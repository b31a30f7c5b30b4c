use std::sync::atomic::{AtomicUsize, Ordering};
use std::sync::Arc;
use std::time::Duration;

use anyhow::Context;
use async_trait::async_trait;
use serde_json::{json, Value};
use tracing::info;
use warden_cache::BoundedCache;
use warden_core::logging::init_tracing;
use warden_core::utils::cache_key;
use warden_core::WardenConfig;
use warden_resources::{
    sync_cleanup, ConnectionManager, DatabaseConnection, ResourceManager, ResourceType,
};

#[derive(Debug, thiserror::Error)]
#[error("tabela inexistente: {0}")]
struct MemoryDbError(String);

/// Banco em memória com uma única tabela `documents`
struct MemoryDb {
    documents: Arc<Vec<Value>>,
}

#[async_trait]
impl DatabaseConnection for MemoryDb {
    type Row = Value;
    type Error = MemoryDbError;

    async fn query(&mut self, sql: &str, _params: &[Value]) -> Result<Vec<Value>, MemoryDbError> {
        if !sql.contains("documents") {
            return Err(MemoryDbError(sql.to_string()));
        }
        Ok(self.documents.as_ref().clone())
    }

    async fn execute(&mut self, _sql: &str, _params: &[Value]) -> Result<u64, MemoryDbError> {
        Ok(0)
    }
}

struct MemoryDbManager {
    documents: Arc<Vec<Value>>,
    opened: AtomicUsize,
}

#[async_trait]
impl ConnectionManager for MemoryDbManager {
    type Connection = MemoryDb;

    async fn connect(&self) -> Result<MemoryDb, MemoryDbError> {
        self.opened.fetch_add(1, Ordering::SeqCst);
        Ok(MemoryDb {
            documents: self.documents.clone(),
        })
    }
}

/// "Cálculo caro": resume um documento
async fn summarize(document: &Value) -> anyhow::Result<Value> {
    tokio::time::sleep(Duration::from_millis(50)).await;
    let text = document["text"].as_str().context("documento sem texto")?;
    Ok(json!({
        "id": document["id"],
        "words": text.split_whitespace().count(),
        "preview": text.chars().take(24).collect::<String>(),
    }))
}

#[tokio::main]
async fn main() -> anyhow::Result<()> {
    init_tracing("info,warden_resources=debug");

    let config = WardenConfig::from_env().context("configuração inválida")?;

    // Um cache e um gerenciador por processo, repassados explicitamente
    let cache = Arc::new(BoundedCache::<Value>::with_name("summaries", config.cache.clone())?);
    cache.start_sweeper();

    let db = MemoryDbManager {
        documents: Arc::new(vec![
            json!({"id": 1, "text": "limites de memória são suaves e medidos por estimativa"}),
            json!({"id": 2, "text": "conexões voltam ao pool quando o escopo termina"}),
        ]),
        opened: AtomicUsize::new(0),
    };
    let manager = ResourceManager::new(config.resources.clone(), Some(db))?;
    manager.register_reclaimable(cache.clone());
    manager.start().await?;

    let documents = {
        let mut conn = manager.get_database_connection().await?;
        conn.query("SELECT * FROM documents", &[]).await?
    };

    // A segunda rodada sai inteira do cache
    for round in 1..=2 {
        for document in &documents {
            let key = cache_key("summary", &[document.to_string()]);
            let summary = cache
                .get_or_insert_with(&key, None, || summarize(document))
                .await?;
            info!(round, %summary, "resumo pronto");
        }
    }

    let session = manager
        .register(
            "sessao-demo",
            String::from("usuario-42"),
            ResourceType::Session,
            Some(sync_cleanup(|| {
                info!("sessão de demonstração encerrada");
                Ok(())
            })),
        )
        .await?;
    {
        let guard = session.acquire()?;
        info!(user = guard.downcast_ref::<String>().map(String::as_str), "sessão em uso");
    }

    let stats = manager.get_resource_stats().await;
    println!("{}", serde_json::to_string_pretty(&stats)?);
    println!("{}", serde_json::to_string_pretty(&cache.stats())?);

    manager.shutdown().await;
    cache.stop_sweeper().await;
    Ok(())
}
◆ ◆ ◆
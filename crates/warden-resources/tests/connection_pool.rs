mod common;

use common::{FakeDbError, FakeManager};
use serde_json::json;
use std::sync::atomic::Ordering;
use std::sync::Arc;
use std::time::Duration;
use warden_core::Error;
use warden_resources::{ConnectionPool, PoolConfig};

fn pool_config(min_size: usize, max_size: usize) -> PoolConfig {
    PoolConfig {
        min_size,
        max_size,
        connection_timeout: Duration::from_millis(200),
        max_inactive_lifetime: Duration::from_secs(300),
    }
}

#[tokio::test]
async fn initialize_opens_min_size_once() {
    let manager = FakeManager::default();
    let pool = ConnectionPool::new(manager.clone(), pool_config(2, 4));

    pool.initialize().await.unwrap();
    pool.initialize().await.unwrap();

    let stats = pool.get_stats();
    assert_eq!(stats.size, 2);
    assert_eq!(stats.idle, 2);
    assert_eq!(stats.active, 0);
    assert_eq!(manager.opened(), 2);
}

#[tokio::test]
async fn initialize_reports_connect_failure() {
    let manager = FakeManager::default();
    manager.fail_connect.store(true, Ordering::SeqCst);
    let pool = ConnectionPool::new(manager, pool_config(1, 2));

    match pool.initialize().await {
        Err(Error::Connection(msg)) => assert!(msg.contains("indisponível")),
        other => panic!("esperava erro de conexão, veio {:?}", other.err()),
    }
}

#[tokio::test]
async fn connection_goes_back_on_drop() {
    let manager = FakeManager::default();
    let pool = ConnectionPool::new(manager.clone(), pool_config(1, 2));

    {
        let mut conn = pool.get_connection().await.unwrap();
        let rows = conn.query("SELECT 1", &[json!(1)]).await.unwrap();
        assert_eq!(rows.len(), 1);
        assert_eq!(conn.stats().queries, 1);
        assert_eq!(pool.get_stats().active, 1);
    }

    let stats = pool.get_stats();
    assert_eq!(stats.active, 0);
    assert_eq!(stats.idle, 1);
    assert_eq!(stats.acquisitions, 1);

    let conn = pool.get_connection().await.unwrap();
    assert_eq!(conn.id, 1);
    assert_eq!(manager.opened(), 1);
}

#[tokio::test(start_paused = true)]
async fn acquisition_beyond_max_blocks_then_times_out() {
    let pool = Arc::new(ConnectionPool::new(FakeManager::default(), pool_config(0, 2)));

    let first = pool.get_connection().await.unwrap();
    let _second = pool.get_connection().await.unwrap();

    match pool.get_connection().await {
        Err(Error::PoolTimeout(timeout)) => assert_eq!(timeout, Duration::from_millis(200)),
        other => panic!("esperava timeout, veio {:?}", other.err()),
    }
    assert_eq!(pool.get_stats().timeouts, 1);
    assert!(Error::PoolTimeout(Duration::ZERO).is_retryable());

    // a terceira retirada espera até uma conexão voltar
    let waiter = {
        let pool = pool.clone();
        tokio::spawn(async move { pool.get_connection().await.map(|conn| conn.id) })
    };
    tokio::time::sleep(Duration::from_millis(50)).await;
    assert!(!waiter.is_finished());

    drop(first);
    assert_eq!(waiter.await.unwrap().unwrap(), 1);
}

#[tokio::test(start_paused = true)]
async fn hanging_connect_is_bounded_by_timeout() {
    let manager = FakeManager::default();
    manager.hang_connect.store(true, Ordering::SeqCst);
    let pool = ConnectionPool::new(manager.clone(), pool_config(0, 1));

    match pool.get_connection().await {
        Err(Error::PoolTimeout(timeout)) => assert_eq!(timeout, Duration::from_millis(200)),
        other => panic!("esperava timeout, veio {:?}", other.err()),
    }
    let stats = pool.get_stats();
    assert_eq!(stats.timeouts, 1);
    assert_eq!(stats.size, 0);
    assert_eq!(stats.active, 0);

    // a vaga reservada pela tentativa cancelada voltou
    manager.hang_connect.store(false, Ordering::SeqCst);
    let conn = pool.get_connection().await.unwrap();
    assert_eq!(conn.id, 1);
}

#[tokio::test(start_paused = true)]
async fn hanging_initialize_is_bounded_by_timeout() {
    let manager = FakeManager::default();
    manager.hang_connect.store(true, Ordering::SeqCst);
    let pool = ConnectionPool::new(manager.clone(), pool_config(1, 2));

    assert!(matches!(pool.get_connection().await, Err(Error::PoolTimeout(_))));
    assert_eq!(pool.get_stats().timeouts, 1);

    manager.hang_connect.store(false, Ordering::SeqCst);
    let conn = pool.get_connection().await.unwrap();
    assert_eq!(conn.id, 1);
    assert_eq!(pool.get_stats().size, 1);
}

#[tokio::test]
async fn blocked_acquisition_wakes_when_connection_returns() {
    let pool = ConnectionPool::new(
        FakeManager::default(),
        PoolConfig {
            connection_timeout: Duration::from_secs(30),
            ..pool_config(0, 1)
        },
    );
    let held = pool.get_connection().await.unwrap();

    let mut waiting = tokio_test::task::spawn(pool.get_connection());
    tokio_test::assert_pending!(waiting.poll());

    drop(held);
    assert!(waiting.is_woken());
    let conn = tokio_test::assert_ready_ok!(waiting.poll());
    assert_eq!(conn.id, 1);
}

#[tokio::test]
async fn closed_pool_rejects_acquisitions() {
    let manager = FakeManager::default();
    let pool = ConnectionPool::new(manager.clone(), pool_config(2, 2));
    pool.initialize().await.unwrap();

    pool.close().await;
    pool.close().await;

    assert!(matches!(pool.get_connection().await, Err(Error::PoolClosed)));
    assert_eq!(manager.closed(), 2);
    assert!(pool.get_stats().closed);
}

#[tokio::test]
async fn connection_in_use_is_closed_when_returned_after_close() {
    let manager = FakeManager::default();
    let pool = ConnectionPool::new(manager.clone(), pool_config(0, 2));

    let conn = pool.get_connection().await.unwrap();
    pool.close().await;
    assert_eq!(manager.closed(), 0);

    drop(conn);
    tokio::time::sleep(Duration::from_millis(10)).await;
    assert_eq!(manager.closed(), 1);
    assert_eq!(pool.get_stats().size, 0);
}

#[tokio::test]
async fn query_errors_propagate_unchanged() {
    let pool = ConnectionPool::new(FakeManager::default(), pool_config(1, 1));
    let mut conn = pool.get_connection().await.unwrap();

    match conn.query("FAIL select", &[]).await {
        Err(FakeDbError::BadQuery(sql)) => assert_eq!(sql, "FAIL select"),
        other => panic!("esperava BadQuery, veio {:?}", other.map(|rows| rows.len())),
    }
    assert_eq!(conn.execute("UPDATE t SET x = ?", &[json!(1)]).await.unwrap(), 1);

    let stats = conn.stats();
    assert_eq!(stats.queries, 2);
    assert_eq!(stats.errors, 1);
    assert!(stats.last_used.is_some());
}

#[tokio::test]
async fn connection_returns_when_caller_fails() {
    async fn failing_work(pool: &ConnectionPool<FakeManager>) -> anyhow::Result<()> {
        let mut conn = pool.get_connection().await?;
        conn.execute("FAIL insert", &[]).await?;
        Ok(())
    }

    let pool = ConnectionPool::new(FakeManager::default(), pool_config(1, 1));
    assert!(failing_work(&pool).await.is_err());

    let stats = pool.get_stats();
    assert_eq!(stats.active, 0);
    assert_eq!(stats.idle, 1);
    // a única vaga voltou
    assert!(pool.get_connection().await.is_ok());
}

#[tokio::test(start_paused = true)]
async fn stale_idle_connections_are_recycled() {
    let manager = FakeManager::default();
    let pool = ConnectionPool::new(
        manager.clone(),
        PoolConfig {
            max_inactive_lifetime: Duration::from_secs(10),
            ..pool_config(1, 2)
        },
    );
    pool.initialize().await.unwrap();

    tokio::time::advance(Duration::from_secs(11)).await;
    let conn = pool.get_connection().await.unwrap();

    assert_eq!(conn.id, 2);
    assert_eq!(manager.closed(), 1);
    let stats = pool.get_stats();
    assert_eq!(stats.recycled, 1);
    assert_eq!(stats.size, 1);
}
◆ ◆ ◆
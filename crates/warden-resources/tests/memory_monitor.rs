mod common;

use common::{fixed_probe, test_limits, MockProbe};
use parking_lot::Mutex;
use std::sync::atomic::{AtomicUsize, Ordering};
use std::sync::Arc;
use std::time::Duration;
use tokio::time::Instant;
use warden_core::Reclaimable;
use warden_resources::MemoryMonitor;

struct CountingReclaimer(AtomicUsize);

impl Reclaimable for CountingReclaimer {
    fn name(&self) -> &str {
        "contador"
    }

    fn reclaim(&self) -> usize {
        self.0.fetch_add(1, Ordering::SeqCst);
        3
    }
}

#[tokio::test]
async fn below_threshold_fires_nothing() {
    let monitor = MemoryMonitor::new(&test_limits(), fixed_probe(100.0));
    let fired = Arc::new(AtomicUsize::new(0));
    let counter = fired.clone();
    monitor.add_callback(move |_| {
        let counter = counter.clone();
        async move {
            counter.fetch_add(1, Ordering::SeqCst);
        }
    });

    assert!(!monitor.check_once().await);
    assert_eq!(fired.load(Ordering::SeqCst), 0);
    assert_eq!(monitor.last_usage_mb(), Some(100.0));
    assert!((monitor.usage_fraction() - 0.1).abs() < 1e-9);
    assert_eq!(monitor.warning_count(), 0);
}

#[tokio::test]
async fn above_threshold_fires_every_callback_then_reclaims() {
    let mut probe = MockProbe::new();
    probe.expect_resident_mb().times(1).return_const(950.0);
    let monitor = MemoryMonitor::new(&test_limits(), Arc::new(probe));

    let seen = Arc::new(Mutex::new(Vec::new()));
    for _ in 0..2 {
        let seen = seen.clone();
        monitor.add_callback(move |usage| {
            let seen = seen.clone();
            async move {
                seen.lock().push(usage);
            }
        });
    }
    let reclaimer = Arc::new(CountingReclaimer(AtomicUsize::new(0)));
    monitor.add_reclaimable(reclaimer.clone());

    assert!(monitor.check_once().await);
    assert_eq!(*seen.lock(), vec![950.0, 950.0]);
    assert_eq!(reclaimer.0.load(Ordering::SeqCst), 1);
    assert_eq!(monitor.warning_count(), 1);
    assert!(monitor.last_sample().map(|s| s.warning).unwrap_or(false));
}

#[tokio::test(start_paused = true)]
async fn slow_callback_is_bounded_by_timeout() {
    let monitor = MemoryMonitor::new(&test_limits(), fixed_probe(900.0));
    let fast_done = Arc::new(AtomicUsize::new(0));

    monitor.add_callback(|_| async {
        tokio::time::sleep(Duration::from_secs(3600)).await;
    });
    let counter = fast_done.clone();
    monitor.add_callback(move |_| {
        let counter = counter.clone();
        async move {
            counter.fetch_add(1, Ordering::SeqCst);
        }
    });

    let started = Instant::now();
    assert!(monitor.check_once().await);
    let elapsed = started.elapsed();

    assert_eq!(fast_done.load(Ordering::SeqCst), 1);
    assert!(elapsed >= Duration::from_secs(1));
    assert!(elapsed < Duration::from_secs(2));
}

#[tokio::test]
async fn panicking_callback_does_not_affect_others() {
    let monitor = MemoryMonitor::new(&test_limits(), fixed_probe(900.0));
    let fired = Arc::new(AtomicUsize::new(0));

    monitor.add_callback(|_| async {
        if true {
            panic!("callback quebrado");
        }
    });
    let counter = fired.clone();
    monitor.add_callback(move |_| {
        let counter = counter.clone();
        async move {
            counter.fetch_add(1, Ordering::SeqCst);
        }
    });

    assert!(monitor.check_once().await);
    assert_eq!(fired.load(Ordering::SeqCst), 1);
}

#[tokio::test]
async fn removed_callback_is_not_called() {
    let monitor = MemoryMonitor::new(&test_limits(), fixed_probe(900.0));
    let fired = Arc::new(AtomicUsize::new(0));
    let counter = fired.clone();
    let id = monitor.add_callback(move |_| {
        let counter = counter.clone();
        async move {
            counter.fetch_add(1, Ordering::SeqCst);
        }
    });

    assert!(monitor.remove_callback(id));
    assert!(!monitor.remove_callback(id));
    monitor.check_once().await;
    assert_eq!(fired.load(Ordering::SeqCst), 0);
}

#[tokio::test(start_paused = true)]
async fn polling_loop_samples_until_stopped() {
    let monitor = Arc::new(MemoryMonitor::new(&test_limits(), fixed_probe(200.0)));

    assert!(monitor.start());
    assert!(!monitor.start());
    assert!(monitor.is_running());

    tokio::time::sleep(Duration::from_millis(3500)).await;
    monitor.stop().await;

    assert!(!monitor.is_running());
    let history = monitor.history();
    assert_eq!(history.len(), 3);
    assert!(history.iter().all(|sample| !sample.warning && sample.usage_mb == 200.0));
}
◆ ◆ ◆
**Exercise**
The answer should be one number: how many lines of the data above contain "common".

**Final answer**
4